Pub Date : 2022-12-27DOI: 10.1109/ICCSPA55860.2022.10019159
Dipkumar Patel, Khalid Elgazzar
Road boundary detection has been an active research area for autonomous driving to support full autonomy in all weather conditions. It also helps human drivers to drive safely in bad weather conditions when vehicles ahead and road boundaries are obscured. For example, knowing the road boundaries enables snow plow vehicles to clean the road more precisely, thereby increasing the amount of drivable area available during the winter. The majority of current road boundary detection techniques use camera and lidar sensors. The camera excels in clear daylight conditions but struggles in low visibility light. While lidar sensors perform well in low light, they struggle in inclement weather conditions such as rain or fog. The high attenuation power of automotive radar makes it extremely effective in all types of weather conditions. However, due to the low resolution of the radar, it is currently limited to object detection for cruise control applications. This paper proposes a method for detecting road boundaries in all weather conditions by combining a camera and mmwave radar.
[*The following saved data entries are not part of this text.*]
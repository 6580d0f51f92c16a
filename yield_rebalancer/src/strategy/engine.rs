//! The per-tick rebalance decision.
//!
//! Reads the active strategy from the parent peer, reads the TVL from the peer
//! on the chain holding that strategy, prices the alternatives and submits at
//! most one rebalance report. Every read completes before the write.

use alloy_primitives::U256;

use crate::{
    chain::{ParentPeer, PeerFactory, Rebalancer, YieldPeer},
    config::WorkflowConfig,
    constants::REBALANCE_THRESHOLD,
    journal::{JournalCollection, LogType},
    types::{StrategyResult, StrategyWithApy},
    utils::error::{ManagerResult, Stage},
};

use super::optimizer::StrategyOptimizer;

/// Outcome of comparing the current strategy with the optimal one
#[derive(Clone, Copy, Debug, PartialEq, Eq)]
pub enum Decision {
    /// The optimal strategy is the current one
    Unchanged,
    /// The APY gain does not reach the threshold
    BelowThreshold,
    Rebalance,
}

/// Rebalances iff the strategies differ and `optimal.apy - current.apy >= 0.01`.
pub fn decide(current: &StrategyWithApy, optimal: &StrategyWithApy) -> Decision {
    if optimal.strategy == current.strategy {
        return Decision::Unchanged;
    }

    let delta = optimal.apy - current.apy;
    // NaN never rebalances
    if !(delta >= REBALANCE_THRESHOLD) {
        return Decision::BelowThreshold;
    }
    Decision::Rebalance
}

/// The peer on the chain that holds the active strategy.
/// On the parent chain this is the parent binding itself.
enum StrategyPeer<'p, P, C> {
    Parent(&'p P),
    Child(C),
}

impl<P: YieldPeer, C: YieldPeer> StrategyPeer<'_, P, C> {
    async fn get_total_value(&self) -> ManagerResult<U256> {
        match self {
            StrategyPeer::Parent(peer) => peer.get_total_value().await,
            StrategyPeer::Child(peer) => peer.get_total_value().await,
        }
    }
}

pub struct RebalanceEngine<'a, P, O> {
    config: &'a WorkflowConfig,
    peers: &'a P,
    optimizer: O,
}

impl<'a, P: PeerFactory, O: StrategyOptimizer> RebalanceEngine<'a, P, O> {
    pub fn new(config: &'a WorkflowConfig, peers: &'a P, optimizer: O) -> Self {
        Self {
            config,
            peers,
            optimizer,
        }
    }

    /// Runs one tick. Returns the compared strategies and whether a report was submitted.
    pub async fn run(&mut self, journal: &mut JournalCollection) -> ManagerResult<StrategyResult> {
        self.optimizer.init_supported_strategies(self.config)?;

        let parent = self.config.parent()?;
        let parent_name = parent.chain_name.as_str();

        let parent_peer = self
            .peers
            .parent_peer(parent)
            .map_err(|err| err.at(parent_name, Stage::Binding))?;

        let current = parent_peer
            .get_strategy()
            .await
            .map_err(|err| err.at(parent_name, Stage::CurrentStrategy))?;

        journal.append_note(
            Ok(()),
            LogType::Info,
            format!("Read current strategy {} from the parent peer.", current),
        );

        let (strategy_peer, strategy_chain) = if current.chain_selector == parent.chain_selector {
            (StrategyPeer::Parent(&parent_peer), parent)
        } else {
            let chain = self.config.find_chain(current.chain_selector)?;
            let peer = self
                .peers
                .child_peer(chain)
                .map_err(|err| err.at(chain.chain_name.as_str(), Stage::Binding))?;
            (StrategyPeer::Child(peer), chain)
        };
        let gas_limit = strategy_chain.gas_limit;

        let tvl = strategy_peer
            .get_total_value()
            .await
            .map_err(|err| err.at(strategy_chain.chain_name.as_str(), Stage::TotalValue))?;

        journal.append_note(
            Ok(()),
            LogType::Info,
            format!("TVL on {} is {}.", strategy_chain.chain_name, tvl),
        );

        let (optimal, current) = self
            .optimizer
            .optimal_and_current(current, tvl)
            .await
            .map_err(|err| err.at(parent_name, Stage::Optimizer))?;

        let decision = decide(&current, &optimal);
        journal.append_note(
            Ok(()),
            LogType::Decision,
            format!(
                "{:?}: current {} apy {}, optimal {} apy {}, delta {}, threshold {}.",
                decision,
                current.strategy,
                current.apy,
                optimal.strategy,
                optimal.apy,
                optimal.apy - current.apy,
                REBALANCE_THRESHOLD
            ),
        );

        let updated = decision == Decision::Rebalance;
        if updated {
            let rebalancer = self
                .peers
                .rebalancer(parent)
                .map_err(|err| err.at(parent_name, Stage::Binding))?;

            rebalancer
                .write_rebalance(&optimal.strategy, gas_limit)
                .await
                .map_err(|err| err.at(parent_name, Stage::Rebalance))?;

            journal.append_note(
                Ok(()),
                LogType::Rebalance,
                format!(
                    "Submitted rebalance to {} with gas limit {}.",
                    optimal.strategy, gas_limit
                ),
            );
        }

        Ok(StrategyResult {
            current: current.strategy,
            optimal: optimal.strategy,
            updated,
        })
    }
}
use std::cell::RefCell;

use ic_exports::candid::Principal;
use ic_stable_structures::{
    memory_manager::{MemoryId, MemoryManager, VirtualMemory},
    DefaultMemoryImpl, StableBTreeMap,
};

use crate::{
    config::WorkflowConfig,
    constants::JOURNAL_CAPACITY,
    journal::JournalCollection,
    strategy::lock::Lock,
    types::StrategyResult,
    utils::{evm_rpc::Service, signer::EcdsaSigner},
};

type Memory = VirtualMemory<DefaultMemoryImpl>;

const JOURNAL_MEMORY_ID: MemoryId = MemoryId::new(0);

thread_local! {
    static MEMORY_MANAGER: RefCell<MemoryManager<DefaultMemoryImpl>> =
        RefCell::new(MemoryManager::init(DefaultMemoryImpl::default()));

    pub static JOURNAL: RefCell<StableBTreeMap<u64, JournalCollection, Memory>> = RefCell::new(
        StableBTreeMap::init(MEMORY_MANAGER.with(|manager| manager.borrow().get(JOURNAL_MEMORY_ID))),
    );

    pub static RPC_CANISTER: RefCell<Service> = RefCell::new(Service(Principal::anonymous()));
    pub static CONFIG: RefCell<WorkflowConfig> = RefCell::new(WorkflowConfig::default());
    pub static SIGNER: RefCell<EcdsaSigner> = RefCell::new(EcdsaSigner::default());
    pub static LAST_RESULT: RefCell<Option<StrategyResult>> = const { RefCell::new(None) };
    pub static TICK_LOCK: RefCell<Lock> = RefCell::new(Lock::default());
}

/// Appends a collection to the journal, dropping the oldest ones beyond capacity.
pub fn insert_journal_collection(collection: JournalCollection) {
    JOURNAL.with(|journal| {
        let mut journal = journal.borrow_mut();
        let key = journal.last_key_value().map_or(0, |(key, _)| key + 1);
        journal.insert(key, collection);

        while journal.len() > JOURNAL_CAPACITY {
            match journal.first_key_value() {
                Some((oldest, _)) => {
                    journal.remove(&oldest);
                }
                None => break,
            }
        }
    });
}

/// Returns up to `limit` journal collections, newest first.
pub fn latest_journal_collections(limit: usize) -> Vec<JournalCollection> {
    JOURNAL.with(|journal| {
        let mut collections: Vec<JournalCollection> = journal
            .borrow()
            .iter()
            .map(|(_, collection)| collection)
            .collect();
        collections.reverse();
        collections.truncate(limit);
        collections
    })
}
We present radar sensor filters that will aid researchers in making more efficient use of millimeter-wave radars. We demonstrate that our approach performs 20% better than the pure vision-based approach. We showcase that in inclement weather conditions when a camera can barely see our approach can precisely detect road boundaries. The proposed method has been validated by mounting an experimental setup on a test vehicle and driving it in a variety of different conditions and on a variety of different types of roads.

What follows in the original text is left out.